YOUR OBJECTIVE »
Within this material, find every line where the string "InvalidMessage" appears, and copy it out.

------ RECORD SET

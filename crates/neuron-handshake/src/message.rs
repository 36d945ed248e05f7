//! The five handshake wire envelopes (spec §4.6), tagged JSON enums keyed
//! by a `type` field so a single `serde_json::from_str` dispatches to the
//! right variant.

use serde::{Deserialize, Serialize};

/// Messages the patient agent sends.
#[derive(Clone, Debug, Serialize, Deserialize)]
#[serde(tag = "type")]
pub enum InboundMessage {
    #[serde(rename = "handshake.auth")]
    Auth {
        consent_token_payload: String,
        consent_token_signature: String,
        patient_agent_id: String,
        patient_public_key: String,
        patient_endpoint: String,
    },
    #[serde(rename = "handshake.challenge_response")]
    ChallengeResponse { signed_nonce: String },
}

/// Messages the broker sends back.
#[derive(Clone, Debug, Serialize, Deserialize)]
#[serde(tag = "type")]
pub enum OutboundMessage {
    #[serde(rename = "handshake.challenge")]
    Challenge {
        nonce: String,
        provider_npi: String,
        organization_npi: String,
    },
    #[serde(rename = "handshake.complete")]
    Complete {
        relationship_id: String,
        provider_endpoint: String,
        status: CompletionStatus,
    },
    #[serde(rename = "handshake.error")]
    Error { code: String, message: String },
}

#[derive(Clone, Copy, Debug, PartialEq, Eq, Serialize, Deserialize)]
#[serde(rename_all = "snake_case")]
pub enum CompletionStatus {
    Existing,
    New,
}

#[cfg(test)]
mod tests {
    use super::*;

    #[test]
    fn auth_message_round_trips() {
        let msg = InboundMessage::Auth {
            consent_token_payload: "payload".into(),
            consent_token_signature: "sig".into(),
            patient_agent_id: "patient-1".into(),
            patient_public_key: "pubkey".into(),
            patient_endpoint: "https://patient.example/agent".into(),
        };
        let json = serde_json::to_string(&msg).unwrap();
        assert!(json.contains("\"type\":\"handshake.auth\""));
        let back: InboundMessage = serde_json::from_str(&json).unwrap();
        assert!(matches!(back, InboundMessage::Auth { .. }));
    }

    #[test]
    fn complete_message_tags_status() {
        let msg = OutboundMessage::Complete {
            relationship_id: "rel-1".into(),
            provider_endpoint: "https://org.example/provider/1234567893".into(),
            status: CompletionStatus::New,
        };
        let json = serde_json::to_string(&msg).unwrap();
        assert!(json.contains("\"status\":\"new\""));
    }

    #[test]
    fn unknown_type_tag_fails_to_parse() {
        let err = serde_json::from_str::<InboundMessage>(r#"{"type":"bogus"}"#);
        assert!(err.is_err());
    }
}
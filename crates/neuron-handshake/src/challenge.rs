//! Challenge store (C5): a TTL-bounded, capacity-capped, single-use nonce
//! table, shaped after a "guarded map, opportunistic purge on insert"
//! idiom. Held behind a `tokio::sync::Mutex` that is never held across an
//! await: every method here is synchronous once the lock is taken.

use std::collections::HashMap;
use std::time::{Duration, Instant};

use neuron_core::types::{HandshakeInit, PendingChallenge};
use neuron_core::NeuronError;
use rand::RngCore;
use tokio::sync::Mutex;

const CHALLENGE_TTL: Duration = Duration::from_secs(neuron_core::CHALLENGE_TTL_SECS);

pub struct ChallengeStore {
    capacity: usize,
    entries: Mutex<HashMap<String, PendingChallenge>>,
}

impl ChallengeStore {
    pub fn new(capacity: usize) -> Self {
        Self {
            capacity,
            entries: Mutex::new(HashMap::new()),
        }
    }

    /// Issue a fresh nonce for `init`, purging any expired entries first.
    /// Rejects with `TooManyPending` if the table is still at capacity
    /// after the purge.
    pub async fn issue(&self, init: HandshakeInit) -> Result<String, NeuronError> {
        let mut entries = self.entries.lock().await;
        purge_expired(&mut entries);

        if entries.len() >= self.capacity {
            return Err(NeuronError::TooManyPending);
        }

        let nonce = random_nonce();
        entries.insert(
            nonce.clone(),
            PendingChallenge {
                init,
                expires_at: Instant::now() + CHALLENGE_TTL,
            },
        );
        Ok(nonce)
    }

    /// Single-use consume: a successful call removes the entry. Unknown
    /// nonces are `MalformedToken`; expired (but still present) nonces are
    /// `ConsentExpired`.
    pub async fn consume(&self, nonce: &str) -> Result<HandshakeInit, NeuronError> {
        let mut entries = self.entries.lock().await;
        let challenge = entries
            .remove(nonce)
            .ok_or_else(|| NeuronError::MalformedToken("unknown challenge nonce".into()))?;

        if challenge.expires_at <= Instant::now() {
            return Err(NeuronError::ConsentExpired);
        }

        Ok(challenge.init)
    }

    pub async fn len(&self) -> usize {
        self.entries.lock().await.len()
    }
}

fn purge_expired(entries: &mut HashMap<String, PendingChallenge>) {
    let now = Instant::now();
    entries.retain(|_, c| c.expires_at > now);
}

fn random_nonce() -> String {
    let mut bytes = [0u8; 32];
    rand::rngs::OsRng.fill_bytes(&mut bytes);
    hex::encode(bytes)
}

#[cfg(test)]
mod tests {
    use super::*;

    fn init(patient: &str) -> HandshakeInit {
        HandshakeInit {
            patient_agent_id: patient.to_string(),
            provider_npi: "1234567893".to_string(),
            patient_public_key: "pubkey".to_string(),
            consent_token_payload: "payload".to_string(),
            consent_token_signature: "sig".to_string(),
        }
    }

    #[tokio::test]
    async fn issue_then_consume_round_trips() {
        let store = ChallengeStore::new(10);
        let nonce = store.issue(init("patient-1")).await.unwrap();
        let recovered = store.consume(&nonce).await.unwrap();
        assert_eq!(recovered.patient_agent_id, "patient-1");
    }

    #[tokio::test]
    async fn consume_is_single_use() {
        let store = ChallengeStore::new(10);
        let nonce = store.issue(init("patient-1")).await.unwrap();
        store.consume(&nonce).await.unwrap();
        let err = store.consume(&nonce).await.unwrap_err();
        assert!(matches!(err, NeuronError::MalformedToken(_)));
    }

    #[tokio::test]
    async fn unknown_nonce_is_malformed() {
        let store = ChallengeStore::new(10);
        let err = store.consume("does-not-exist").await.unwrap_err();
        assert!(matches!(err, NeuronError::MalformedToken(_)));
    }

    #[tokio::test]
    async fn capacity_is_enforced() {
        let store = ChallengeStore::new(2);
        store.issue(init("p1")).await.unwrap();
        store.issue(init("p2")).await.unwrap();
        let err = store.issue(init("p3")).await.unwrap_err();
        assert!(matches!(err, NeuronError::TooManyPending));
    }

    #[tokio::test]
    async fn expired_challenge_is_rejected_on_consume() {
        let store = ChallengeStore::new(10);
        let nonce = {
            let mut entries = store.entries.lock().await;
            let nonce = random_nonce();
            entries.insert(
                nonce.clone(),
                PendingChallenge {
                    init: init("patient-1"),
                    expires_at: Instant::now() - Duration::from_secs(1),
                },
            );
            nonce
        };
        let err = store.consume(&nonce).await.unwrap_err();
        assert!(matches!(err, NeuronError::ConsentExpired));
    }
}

------------
------ RECORD SET

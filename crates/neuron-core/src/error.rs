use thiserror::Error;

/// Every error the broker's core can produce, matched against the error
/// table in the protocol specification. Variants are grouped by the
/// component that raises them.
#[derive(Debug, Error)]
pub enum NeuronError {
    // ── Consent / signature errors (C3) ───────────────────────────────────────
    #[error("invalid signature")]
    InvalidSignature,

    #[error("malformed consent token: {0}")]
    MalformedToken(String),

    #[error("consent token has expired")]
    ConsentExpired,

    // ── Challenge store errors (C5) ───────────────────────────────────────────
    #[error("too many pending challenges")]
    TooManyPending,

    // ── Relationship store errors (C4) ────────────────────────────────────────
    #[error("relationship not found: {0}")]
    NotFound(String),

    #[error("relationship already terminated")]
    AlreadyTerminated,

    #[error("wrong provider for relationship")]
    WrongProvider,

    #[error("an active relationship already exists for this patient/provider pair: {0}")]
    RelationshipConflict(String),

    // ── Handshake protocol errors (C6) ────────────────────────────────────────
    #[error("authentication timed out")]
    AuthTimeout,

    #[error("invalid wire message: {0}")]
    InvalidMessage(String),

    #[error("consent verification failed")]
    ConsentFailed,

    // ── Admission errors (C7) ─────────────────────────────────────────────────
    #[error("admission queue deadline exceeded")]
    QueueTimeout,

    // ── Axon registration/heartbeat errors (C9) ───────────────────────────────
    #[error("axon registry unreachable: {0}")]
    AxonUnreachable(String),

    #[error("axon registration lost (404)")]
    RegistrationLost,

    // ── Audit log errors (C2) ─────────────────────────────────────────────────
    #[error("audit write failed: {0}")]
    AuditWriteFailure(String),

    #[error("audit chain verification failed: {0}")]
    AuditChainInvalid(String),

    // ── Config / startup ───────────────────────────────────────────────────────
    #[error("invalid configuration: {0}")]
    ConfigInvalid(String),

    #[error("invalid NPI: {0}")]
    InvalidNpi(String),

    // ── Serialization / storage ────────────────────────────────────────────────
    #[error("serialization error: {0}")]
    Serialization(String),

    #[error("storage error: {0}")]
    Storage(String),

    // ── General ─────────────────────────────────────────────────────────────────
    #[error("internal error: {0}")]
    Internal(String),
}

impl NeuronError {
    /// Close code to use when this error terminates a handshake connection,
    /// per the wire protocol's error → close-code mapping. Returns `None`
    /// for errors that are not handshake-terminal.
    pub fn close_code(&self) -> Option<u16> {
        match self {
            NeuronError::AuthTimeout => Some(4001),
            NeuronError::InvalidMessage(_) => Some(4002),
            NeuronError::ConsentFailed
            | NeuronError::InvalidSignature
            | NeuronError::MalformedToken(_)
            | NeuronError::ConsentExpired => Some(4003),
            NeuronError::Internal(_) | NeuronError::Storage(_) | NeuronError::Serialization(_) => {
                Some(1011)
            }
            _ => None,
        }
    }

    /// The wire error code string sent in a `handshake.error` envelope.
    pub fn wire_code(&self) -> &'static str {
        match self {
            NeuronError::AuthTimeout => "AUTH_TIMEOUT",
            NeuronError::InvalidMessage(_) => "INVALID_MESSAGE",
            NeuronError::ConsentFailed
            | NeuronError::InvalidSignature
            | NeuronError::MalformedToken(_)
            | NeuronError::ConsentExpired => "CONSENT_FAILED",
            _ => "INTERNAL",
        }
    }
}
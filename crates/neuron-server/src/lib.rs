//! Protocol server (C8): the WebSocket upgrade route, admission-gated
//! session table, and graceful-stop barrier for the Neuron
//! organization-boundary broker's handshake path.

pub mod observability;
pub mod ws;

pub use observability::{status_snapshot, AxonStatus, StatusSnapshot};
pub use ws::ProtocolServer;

------------

RESULT »
    InvalidMessage(String),
            NeuronError::InvalidMessage(_) => Some(4002),
            NeuronError::InvalidMessage(_) => "INVALID_MESSAGE",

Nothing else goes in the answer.